== Problem description ==
From the data that follows, report how many lines hold the string "LoadingPlan", giving only the number.

Start of Given data

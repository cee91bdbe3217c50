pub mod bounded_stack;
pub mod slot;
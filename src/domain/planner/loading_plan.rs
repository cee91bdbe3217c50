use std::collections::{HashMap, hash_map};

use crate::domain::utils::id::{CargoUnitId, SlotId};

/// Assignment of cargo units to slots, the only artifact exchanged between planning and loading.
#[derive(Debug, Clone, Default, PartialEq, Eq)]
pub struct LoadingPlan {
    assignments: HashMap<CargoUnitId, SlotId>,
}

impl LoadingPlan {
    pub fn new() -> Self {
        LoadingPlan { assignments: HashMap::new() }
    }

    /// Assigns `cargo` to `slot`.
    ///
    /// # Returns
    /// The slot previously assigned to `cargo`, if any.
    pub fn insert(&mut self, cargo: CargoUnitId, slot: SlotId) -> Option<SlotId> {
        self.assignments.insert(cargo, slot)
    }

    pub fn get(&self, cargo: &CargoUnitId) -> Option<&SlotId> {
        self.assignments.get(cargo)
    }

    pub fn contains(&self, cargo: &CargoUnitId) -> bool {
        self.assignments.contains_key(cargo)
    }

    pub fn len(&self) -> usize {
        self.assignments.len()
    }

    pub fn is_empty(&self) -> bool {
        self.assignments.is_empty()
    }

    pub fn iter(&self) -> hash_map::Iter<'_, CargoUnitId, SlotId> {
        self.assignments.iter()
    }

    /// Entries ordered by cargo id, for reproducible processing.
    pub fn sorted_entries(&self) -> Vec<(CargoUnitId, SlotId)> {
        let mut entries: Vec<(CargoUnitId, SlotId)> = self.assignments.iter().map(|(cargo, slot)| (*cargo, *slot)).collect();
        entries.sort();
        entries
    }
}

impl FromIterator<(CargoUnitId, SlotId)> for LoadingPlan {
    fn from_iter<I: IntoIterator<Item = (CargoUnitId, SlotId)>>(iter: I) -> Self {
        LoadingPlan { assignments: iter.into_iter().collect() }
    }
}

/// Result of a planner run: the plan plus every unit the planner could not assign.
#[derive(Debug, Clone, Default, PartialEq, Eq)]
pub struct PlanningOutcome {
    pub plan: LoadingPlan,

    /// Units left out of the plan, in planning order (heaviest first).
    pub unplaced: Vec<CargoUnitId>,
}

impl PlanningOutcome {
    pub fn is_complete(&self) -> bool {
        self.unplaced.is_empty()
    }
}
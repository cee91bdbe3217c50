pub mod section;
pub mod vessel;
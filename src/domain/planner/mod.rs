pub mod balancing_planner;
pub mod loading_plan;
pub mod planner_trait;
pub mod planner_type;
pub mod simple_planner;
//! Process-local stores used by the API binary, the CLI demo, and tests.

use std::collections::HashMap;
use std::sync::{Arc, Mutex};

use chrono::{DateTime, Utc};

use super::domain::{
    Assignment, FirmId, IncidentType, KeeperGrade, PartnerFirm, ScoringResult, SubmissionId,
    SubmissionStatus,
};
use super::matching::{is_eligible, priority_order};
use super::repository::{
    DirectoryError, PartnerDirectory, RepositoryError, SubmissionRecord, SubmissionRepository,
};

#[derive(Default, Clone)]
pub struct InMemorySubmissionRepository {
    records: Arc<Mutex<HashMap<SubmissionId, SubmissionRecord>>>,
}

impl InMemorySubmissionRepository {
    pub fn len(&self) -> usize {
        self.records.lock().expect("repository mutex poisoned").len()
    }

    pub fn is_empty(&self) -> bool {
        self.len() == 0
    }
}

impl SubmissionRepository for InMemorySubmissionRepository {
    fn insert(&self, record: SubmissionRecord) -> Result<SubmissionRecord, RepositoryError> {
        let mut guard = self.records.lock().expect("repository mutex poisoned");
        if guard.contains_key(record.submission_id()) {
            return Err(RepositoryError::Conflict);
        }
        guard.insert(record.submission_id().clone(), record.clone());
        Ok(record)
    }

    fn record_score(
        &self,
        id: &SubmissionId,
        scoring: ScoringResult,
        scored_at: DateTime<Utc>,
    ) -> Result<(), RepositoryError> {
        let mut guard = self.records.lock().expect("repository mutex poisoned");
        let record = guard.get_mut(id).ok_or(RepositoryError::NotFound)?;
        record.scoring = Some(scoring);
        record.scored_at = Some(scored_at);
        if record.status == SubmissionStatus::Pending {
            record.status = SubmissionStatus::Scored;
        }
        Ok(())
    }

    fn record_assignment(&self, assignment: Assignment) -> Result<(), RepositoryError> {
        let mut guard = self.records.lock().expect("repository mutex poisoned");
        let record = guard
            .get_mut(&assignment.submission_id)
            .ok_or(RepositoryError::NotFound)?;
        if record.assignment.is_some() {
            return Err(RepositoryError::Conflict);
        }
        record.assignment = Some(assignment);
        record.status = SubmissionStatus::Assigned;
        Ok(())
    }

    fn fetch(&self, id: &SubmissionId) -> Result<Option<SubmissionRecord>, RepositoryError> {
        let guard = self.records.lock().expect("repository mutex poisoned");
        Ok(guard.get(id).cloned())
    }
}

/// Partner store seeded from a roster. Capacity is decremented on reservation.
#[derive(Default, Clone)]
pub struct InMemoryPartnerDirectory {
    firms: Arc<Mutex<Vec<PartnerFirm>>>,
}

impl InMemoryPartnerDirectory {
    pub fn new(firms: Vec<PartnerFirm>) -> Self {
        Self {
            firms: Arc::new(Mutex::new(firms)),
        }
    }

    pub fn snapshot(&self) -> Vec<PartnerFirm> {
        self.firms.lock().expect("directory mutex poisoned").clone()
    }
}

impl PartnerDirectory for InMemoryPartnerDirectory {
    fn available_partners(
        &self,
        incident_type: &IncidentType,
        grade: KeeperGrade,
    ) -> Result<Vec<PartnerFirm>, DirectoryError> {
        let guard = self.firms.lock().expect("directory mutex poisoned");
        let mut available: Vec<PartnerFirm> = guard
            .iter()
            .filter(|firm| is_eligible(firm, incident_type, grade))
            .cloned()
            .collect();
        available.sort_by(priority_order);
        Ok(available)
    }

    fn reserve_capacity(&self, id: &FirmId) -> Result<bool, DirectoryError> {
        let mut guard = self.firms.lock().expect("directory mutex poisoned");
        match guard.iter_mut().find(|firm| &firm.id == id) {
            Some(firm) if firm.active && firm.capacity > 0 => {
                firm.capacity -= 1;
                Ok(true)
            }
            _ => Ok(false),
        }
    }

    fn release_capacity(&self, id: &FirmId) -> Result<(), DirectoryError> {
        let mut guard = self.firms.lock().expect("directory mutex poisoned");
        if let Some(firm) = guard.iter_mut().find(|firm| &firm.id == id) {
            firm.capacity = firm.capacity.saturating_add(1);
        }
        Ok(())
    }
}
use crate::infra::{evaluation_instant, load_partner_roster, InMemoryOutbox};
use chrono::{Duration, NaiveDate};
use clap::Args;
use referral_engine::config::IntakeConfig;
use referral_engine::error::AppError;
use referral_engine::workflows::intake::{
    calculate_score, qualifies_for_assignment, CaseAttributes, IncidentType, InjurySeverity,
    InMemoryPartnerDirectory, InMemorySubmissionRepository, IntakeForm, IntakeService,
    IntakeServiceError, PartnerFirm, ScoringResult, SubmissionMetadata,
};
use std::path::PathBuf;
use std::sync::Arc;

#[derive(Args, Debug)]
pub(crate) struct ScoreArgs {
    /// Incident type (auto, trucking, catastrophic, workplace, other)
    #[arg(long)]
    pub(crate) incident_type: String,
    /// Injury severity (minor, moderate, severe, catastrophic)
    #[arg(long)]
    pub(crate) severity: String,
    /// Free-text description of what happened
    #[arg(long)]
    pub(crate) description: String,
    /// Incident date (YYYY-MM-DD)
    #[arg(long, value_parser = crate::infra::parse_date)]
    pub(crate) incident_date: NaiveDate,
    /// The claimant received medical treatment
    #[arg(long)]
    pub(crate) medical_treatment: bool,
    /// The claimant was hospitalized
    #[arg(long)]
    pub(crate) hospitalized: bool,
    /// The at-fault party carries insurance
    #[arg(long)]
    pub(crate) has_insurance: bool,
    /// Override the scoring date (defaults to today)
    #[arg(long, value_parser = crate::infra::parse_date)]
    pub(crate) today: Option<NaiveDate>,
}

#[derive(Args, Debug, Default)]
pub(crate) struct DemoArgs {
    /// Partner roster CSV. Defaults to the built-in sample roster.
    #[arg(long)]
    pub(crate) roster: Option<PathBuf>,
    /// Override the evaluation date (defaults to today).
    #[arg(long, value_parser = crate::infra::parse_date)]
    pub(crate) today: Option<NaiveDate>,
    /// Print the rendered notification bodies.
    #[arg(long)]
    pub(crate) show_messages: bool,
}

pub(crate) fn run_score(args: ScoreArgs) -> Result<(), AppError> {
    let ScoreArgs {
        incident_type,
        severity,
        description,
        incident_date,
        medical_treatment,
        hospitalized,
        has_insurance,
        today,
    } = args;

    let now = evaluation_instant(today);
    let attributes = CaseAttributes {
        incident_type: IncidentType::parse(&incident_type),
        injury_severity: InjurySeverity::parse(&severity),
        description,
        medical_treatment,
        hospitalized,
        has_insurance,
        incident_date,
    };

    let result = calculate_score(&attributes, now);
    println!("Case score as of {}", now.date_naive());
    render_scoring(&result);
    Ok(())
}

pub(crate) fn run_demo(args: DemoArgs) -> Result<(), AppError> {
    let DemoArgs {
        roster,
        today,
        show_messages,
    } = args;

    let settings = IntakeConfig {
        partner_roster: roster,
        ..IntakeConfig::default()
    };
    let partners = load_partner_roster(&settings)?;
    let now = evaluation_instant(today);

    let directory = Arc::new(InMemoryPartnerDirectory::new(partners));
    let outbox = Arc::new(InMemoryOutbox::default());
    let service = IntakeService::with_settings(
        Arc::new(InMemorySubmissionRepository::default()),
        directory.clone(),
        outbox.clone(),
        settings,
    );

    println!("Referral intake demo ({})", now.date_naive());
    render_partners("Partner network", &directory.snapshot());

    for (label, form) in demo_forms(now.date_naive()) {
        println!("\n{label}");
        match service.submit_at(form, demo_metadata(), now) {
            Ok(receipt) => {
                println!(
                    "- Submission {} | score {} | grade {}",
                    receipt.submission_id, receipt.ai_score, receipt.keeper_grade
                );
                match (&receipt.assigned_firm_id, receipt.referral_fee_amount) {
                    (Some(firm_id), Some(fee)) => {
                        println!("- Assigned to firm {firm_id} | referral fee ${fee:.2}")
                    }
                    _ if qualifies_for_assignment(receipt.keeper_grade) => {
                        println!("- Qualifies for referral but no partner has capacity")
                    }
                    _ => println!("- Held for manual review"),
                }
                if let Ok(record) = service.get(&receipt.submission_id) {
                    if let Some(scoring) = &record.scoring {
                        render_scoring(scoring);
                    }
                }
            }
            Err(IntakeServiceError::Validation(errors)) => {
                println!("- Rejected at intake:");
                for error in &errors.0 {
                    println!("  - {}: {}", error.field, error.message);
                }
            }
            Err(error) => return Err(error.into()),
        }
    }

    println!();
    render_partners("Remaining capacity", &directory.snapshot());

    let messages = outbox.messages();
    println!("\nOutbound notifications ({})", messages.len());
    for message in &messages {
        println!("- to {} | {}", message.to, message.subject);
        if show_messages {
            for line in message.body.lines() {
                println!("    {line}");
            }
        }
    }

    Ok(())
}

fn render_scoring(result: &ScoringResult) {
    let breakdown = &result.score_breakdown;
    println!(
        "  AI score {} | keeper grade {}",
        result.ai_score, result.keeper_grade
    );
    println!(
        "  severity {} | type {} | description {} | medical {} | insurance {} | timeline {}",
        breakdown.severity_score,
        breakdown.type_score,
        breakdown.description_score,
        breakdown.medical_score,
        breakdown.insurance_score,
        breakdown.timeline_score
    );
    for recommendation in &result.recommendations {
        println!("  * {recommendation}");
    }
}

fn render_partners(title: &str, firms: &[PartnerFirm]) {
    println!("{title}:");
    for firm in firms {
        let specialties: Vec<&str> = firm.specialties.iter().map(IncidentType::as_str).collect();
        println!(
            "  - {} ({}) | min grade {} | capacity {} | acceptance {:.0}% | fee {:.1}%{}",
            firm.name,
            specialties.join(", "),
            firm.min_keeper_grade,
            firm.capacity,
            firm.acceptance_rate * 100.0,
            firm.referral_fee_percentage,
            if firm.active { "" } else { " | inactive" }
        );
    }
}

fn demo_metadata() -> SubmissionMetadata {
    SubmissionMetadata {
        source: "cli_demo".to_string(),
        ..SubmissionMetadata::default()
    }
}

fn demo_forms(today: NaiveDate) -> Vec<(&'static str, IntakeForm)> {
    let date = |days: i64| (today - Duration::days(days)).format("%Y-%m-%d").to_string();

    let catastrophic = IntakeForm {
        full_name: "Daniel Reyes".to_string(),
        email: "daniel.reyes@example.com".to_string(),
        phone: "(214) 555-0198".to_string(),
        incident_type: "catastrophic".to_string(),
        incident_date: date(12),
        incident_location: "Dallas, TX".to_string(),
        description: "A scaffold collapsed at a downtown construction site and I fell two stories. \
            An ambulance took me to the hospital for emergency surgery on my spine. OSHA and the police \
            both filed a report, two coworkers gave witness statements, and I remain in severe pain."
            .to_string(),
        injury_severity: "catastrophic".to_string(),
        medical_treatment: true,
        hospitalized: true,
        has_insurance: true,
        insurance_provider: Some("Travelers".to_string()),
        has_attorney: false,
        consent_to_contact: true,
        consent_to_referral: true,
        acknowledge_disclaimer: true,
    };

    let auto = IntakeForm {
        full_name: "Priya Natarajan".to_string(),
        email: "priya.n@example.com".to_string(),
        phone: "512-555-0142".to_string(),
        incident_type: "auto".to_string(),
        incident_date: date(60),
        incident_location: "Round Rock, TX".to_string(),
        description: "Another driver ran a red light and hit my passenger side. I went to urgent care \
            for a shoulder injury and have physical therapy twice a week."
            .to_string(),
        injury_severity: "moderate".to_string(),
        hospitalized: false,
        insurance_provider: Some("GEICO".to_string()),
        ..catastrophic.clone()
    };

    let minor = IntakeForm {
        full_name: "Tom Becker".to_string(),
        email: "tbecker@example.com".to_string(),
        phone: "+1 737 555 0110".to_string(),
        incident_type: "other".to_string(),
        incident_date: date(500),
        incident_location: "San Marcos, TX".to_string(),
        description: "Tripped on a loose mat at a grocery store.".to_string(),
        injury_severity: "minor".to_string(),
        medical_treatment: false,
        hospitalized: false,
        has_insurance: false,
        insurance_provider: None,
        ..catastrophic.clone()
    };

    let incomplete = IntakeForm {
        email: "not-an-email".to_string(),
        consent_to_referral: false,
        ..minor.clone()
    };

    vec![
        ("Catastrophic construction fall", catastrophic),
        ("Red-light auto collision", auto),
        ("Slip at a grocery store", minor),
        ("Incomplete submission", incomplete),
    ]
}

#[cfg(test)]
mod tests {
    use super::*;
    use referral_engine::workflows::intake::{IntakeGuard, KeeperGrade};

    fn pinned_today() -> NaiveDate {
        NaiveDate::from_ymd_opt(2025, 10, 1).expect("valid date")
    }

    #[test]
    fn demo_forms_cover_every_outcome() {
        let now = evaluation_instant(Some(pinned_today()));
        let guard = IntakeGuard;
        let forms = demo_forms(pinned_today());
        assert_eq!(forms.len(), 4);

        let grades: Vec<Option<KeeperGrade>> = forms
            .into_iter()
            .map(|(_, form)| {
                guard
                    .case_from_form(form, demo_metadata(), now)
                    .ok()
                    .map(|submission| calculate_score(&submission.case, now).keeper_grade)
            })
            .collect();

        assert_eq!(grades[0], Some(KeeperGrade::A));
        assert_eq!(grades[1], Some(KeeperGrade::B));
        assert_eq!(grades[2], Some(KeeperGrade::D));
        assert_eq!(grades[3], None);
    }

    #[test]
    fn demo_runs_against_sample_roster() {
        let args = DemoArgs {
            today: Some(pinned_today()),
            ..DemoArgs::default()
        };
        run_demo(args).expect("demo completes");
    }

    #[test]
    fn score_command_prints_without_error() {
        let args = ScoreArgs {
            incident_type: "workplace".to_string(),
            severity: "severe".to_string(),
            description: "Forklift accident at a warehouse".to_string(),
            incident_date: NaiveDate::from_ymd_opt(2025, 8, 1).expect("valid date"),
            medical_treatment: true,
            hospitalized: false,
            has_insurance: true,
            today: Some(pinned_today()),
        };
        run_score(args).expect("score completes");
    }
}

End of Given data

== Your response ==
6